**The problem:** Please write out each entry below exactly as it appears.
══════
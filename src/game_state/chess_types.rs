//! Primitive chess types shared by every subsystem.
//!
//! Squares are addressed by zero-based `(file, rank)` pairs where file 0 is the
//! `a` file and rank 0 is White's back rank. Pieces are small `Copy` values;
//! "moving" one produces a new value rather than mutating it.

/// Side to move.
#[derive(Debug, Clone, Copy, PartialEq, Eq, Hash, PartialOrd, Ord)]
pub enum Color {
    White,
    Black,
}

impl Color {
    #[inline]
    pub const fn opposite(self) -> Self {
        match self {
            Color::White => Color::Black,
            Color::Black => Color::White,
        }
    }

    /// Rank delta of a single pawn step for this side.
    #[inline]
    pub const fn forward(self) -> i8 {
        match self {
            Color::White => 1,
            Color::Black => -1,
        }
    }

    /// Rank index of this side's pieces in the initial setup.
    #[inline]
    pub const fn back_rank(self) -> u8 {
        match self {
            Color::White => 0,
            Color::Black => 7,
        }
    }

    /// Rank index of this side's pawns in the initial setup.
    #[inline]
    pub const fn pawn_rank(self) -> u8 {
        match self {
            Color::White => 1,
            Color::Black => 6,
        }
    }

    pub const fn snapshot_char(self) -> char {
        match self {
            Color::White => 'w',
            Color::Black => 'b',
        }
    }

    pub fn from_snapshot_char(c: char) -> Option<Self> {
        match c {
            'w' => Some(Color::White),
            'b' => Some(Color::Black),
            _ => None,
        }
    }
}

/// Piece kind (color is carried separately on `Piece`).
#[derive(Debug, Clone, Copy, PartialEq, Eq, Hash, PartialOrd, Ord)]
pub enum PieceKind {
    Pawn,
    Knight,
    Bishop,
    Rook,
    Queen,
    King,
}

impl PieceKind {
    #[inline]
    pub const fn index(self) -> usize {
        match self {
            PieceKind::Pawn => 0,
            PieceKind::Knight => 1,
            PieceKind::Bishop => 2,
            PieceKind::Rook => 3,
            PieceKind::Queen => 4,
            PieceKind::King => 5,
        }
    }

    /// Letter used in algebraic notation. Pawns have none.
    pub const fn notation_letter(self) -> Option<char> {
        match self {
            PieceKind::Pawn => None,
            PieceKind::Knight => Some('N'),
            PieceKind::Bishop => Some('B'),
            PieceKind::Rook => Some('R'),
            PieceKind::Queen => Some('Q'),
            PieceKind::King => Some('K'),
        }
    }

    pub const fn snapshot_char(self) -> char {
        match self {
            PieceKind::Pawn => 'p',
            PieceKind::Knight => 'n',
            PieceKind::Bishop => 'b',
            PieceKind::Rook => 'r',
            PieceKind::Queen => 'q',
            PieceKind::King => 'k',
        }
    }

    pub fn from_snapshot_char(c: char) -> Option<Self> {
        match c {
            'p' => Some(PieceKind::Pawn),
            'n' => Some(PieceKind::Knight),
            'b' => Some(PieceKind::Bishop),
            'r' => Some(PieceKind::Rook),
            'q' => Some(PieceKind::Queen),
            'k' => Some(PieceKind::King),
            _ => None,
        }
    }
}

/// A square on the board. Both components are in `0..=7`.
#[derive(Debug, Clone, Copy, PartialEq, Eq, Hash, PartialOrd, Ord)]
pub struct Position {
    pub file: u8,
    pub rank: u8,
}

impl Position {
    /// Builds a position, returning `None` when either index is off the board.
    #[inline]
    pub const fn new(file: u8, rank: u8) -> Option<Self> {
        if file < 8 && rank < 8 {
            Some(Self { file, rank })
        } else {
            None
        }
    }

    /// Moves the position by a file and rank offset, or `None` if that leaves
    /// the board.
    #[inline]
    pub fn shifted(self, d_file: i8, d_rank: i8) -> Option<Self> {
        let file = self.file as i8 + d_file;
        let rank = self.rank as i8 + d_rank;
        if (0..8).contains(&file) && (0..8).contains(&rank) {
            Some(Self {
                file: file as u8,
                rank: rank as u8,
            })
        } else {
            None
        }
    }

    /// Row-major index in `0..64`, rank 0 first.
    #[inline]
    pub const fn index(self) -> usize {
        debug_assert!(self.file < 8 && self.rank < 8);
        self.rank as usize * 8 + self.file as usize
    }

    /// Iterates all 64 squares, rank 0 first.
    pub fn all() -> impl Iterator<Item = Position> {
        (0..8u8).flat_map(|rank| (0..8u8).map(move |file| Position { file, rank }))
    }
}

/// A piece standing on the board.
#[derive(Debug, Clone, Copy, PartialEq, Eq, Hash)]
pub struct Piece {
    pub kind: PieceKind,
    pub color: Color,
    pub position: Position,
    /// Cleared until the piece leaves its square for the first time.
    pub has_moved: bool,
}

impl Piece {
    pub const fn new(kind: PieceKind, color: Color, position: Position) -> Self {
        Self {
            kind,
            color,
            position,
            has_moved: false,
        }
    }

    /// The same piece relocated to `destination`.
    ///
    /// The piece is only marked as moved when the square actually changes.
    pub fn moved_to(self, destination: Position) -> Self {
        if destination == self.position {
            return self;
        }
        Self {
            position: destination,
            has_moved: true,
            ..self
        }
    }

    /// Two-character snapshot token such as `wk` or `bp`.
    pub fn snapshot_token(&self) -> String {
        let mut token = String::with_capacity(2);
        token.push(self.color.snapshot_char());
        token.push(self.kind.snapshot_char());
        token
    }
}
══════
**Written solution:**
filename src/game_state/chess_types.rs
//! Primitive chess types shared by every subsystem.
//!
//! Squares are addressed by zero-based `(file, rank)` pairs where file 0 is the
//! `a` file and rank 0 is White's back rank. Pieces are small `Copy` values;
//! "moving" one produces a new value rather than mutating it.

/// Side to move.
#[derive(Debug, Clone, Copy, PartialEq, Eq, Hash, PartialOrd, Ord)]
pub enum Color {
    White,
    Black,
}

impl Color {
    #[inline]
    pub const fn opposite(self) -> Self {
        match self {
            Color::White => Color::Black,
            Color::Black => Color::White,
        }
    }

    /// Rank delta of a single pawn step for this side.
    #[inline]
    pub const fn forward(self) -> i8 {
        match self {
            Color::White => 1,
            Color::Black => -1,
        }
    }

    /// Rank index of this side's pieces in the initial setup.
    #[inline]
    pub const fn back_rank(self) -> u8 {
        match self {
            Color::White => 0,
            Color::Black => 7,
        }
    }

    /// Rank index of this side's pawns in the initial setup.
    #[inline]
    pub const fn pawn_rank(self) -> u8 {
        match self {
            Color::White => 1,
            Color::Black => 6,
        }
    }

    pub const fn snapshot_char(self) -> char {
        match self {
            Color::White => 'w',
            Color::Black => 'b',
        }
    }

    pub fn from_snapshot_char(c: char) -> Option<Self> {
        match c {
            'w' => Some(Color::White),
            'b' => Some(Color::Black),
            _ => None,
        }
    }
}

/// Piece kind (color is carried separately on `Piece`).
#[derive(Debug, Clone, Copy, PartialEq, Eq, Hash, PartialOrd, Ord)]
pub enum PieceKind {
    Pawn,
    Knight,
    Bishop,
    Rook,
    Queen,
    King,
}

impl PieceKind {
    #[inline]
    pub const fn index(self) -> usize {
        match self {
            PieceKind::Pawn => 0,
            PieceKind::Knight => 1,
            PieceKind::Bishop => 2,
            PieceKind::Rook => 3,
            PieceKind::Queen => 4,
            PieceKind::King => 5,
        }
    }

    /// Letter used in algebraic notation. Pawns have none.
    pub const fn notation_letter(self) -> Option<char> {
        match self {
            PieceKind::Pawn => None,
            PieceKind::Knight => Some('N'),
            PieceKind::Bishop => Some('B'),
            PieceKind::Rook => Some('R'),
            PieceKind::Queen => Some('Q'),
            PieceKind::King => Some('K'),
        }
    }

    pub const fn snapshot_char(self) -> char {
        match self {
            PieceKind::Pawn => 'p',
            PieceKind::Knight => 'n',
            PieceKind::Bishop => 'b',
            PieceKind::Rook => 'r',
            PieceKind::Queen => 'q',
            PieceKind::King => 'k',
        }
    }

    pub fn from_snapshot_char(c: char) -> Option<Self> {
        match c {
            'p' => Some(PieceKind::Pawn),
            'n' => Some(PieceKind::Knight),
            'b' => Some(PieceKind::Bishop),
            'r' => Some(PieceKind::Rook),
            'q' => Some(PieceKind::Queen),
            'k' => Some(PieceKind::King),
            _ => None,
        }
    }
}

/// A square on the board. Both components are in `0..=7`.
#[derive(Debug, Clone, Copy, PartialEq, Eq, Hash, PartialOrd, Ord)]
pub struct Position {
    pub file: u8,
    pub rank: u8,
}

impl Position {
    /// Builds a position, returning `None` when either index is off the board.
    #[inline]
    pub const fn new(file: u8, rank: u8) -> Option<Self> {
        if file < 8 && rank < 8 {
            Some(Self { file, rank })
        } else {
            None
        }
    }

    /// Moves the position by a file and rank offset, or `None` if that leaves
    /// the board.
    #[inline]
    pub fn shifted(self, d_file: i8, d_rank: i8) -> Option<Self> {
        let file = self.file as i8 + d_file;
        let rank = self.rank as i8 + d_rank;
        if (0..8).contains(&file) && (0..8).contains(&rank) {
            Some(Self {
                file: file as u8,
                rank: rank as u8,
            })
        } else {
            None
        }
    }

    /// Row-major index in `0..64`, rank 0 first.
    #[inline]
    pub const fn index(self) -> usize {
        debug_assert!(self.file < 8 && self.rank < 8);
        self.rank as usize * 8 + self.file as usize
    }

    /// Iterates all 64 squares, rank 0 first.
    pub fn all() -> impl Iterator<Item = Position> {
        (0..8u8).flat_map(|rank| (0..8u8).map(move |file| Position { file, rank }))
    }
}

/// A piece standing on the board.
#[derive(Debug, Clone, Copy, PartialEq, Eq, Hash)]
pub struct Piece {
    pub kind: PieceKind,
    pub color: Color,
    pub position: Position,
    /// Cleared until the piece leaves its square for the first time.
    pub has_moved: bool,
}

impl Piece {
    pub const fn new(kind: PieceKind, color: Color, position: Position) -> Self {
        Self {
            kind,
            color,
            position,
            has_moved: false,
        }
    }

    /// The same piece relocated to `destination`.
    ///
    /// The piece is only marked as moved when the square actually changes.
    pub fn moved_to(self, destination: Position) -> Self {
        if destination == self.position {
            return self;
        }
        Self {
            position: destination,
            has_moved: true,
            ..self
        }
    }

    /// Two-character snapshot token such as `wk` or `bp`.
    pub fn snapshot_token(&self) -> String {
        let mut token = String::with_capacity(2);
        token.push(self.color.snapshot_char());
        token.push(self.kind.snapshot_char());
        token
    }
}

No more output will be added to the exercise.